The music soared and, suddenly, she could perceive the Emporium no longer. Whatever spell the toy was weaving, her childhood had grown solid, undeniable around her. There was movement in the corner of her eye and, when she looked up, the door opened to reveal Lizzy, five years old. By instinct, Cathy opened one arm to receive her. It was then that she saw: she no longer had the arm of an adult. It was a child’s arm that reached out to Lizzy. She was wearing the white pinafore dress that her mother kept for Sunday best. Lizzy nestled into her shoulder and Cathy gave in, returning the embrace. ‘Let’s play, dear Cathy!’ Lizzy cried (and the voice, so familiar, echoed in her body). ‘Do you remember Polly?’ Cathy did; it was the name of a game of skipping they used to play, up and down the estuary sands. She found herself saying, ‘But I can’t, dear Lizzy.’ And, ‘Why ever not?’ asked her sister. ‘Don’t you see?’ said Cathy. ‘I’m not really here. I have to keep winding. If I don’t keep winding, none of this exists …’

Her sister looked at her quizzically. ‘Winding what, dear Cathy?’

Cathy looked down. By some miracle, both her hands were free. The music still played, but it was distant now, a solemn song at the back of her head – and of the music box, she could see no sign.

‘Where is it?’ Cathy cried. She leapt to her feet. In her panic she did not see that her arm was adult again. Something in her frenzy had brought it back. She whirled around, spied the music box sitting on the bed and snatched it up. The crank handle had been turning of its own accord. She seized it, stopped it from moving. The mice resisted, determined to dance on, but she held it fast and watched, with relief, as the old bedroom fragmented around her. The last thing she saw was Lizzy’s plaintive face, calling out. ‘Come back, Cathy. Cathy, come back. Don’t you want to play?’

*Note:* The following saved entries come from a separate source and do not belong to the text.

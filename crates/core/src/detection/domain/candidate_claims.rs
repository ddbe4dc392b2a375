use std::sync::atomic::{AtomicBool, Ordering};

/// One claimed-flag per candidate region of the current detection cycle.
///
/// Slots claim candidates with compare-and-swap, so concurrent slot
/// updates can never take the same candidate twice. Which slot wins a
/// given candidate is decided by the race and is not deterministic.
#[derive(Debug, Default)]
pub struct CandidateClaims {
    claimed: Vec<AtomicBool>,
}

impl CandidateClaims {
    pub fn new(count: usize) -> Self {
        Self {
            claimed: (0..count).map(|_| AtomicBool::new(false)).collect(),
        }
    }

    pub fn len(&self) -> usize {
        self.claimed.len()
    }

    pub fn is_empty(&self) -> bool {
        self.claimed.is_empty()
    }

    /// Atomically flips candidate `index` from unclaimed to claimed.
    pub fn try_claim(&self, index: usize) -> bool {
        self.claimed.get(index).is_some_and(|flag| {
            flag.compare_exchange(false, true, Ordering::AcqRel, Ordering::Acquire)
                .is_ok()
        })
    }

    /// Scans in index order and takes the first candidate nobody holds.
    pub fn claim_first_available(&self) -> Option<usize> {
        (0..self.claimed.len()).find(|&i| self.try_claim(i))
    }

    pub fn claimed_count(&self) -> usize {
        self.claimed
            .iter()
            .filter(|f| f.load(Ordering::Acquire))
            .count()
    }
}

#[cfg(test)]
mod tests {
    use super::*;
    use std::collections::HashSet;
    use std::sync::Mutex;

    #[test]
    fn test_claim_succeeds_once() {
        let claims = CandidateClaims::new(1);
        assert!(claims.try_claim(0));
        assert!(!claims.try_claim(0));
    }

    #[test]
    fn test_out_of_range_claim_fails() {
        let claims = CandidateClaims::new(2);
        assert!(!claims.try_claim(2));
    }

    #[test]
    fn test_first_available_in_index_order() {
        let claims = CandidateClaims::new(3);
        assert!(claims.try_claim(0));
        assert_eq!(claims.claim_first_available(), Some(1));
        assert_eq!(claims.claim_first_available(), Some(2));
        assert_eq!(claims.claim_first_available(), None);
    }

    #[test]
    fn test_empty_has_nothing_to_claim() {
        let claims = CandidateClaims::new(0);
        assert!(claims.is_empty());
        assert_eq!(claims.claim_first_available(), None);
    }

    #[test]
    fn test_concurrent_claims_never_collide() {
        const CANDIDATES: usize = 16;
        const CLAIMERS: usize = 32;

        for _ in 0..50 {
            let claims = CandidateClaims::new(CANDIDATES);
            let won = Mutex::new(Vec::new());
            std::thread::scope(|s| {
                for _ in 0..CLAIMERS {
                    s.spawn(|| {
                        if let Some(i) = claims.claim_first_available() {
                            won.lock().unwrap().push(i);
                        }
                    });
                }
            });
            let won = won.into_inner().unwrap();
            let unique: HashSet<usize> = won.iter().copied().collect();
            assert_eq!(won.len(), CANDIDATES);
            assert_eq!(unique.len(), CANDIDATES);
            assert_eq!(claims.claimed_count(), CANDIDATES);
        }
    }
}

The music stopped. Cathy cast the music box down and, when she looked up, she was in the gloom of the Emporium again. Kaspar whimpered in his sleep, words without form – though their meaning was clear. In his dreams he was three hundred miles away, trapped in a foxhole in the French earth.

She slid back into bed beside him. Now, at least, she knew where Kaspar was whenever he went away. He was twenty years away, in a world without Cathy and Martha, a world without death, a world in which the only wars were waged across the Emporium carpets – back when he and Emil were brothers-in-arms, and if he wanted to stay there, thought Cathy, and live those moments again–well, who was she to say otherwise?

As she lay down, Kaspar called out. He cried for his mama, and somehow his sleeping fingers found the music box where it had landed. Cathy heard that haunting melody again and wished him well on his way.

Stay away from him, Martha, her mother had said. Give him his peace. Lord knows, he’s earned it. Well, what about her? What had she earned across all those years? Three Christmases without a father. Three birthdays. One thousand nights of going to bed and folding her hands and saying her prayers. Sometimes she had dreamed about him. She’d written little notes, tied them to the leg of a pipe-cleaner bird and hoped it might somehow flutter all the way to France. All that had to count for something, or what was everything for?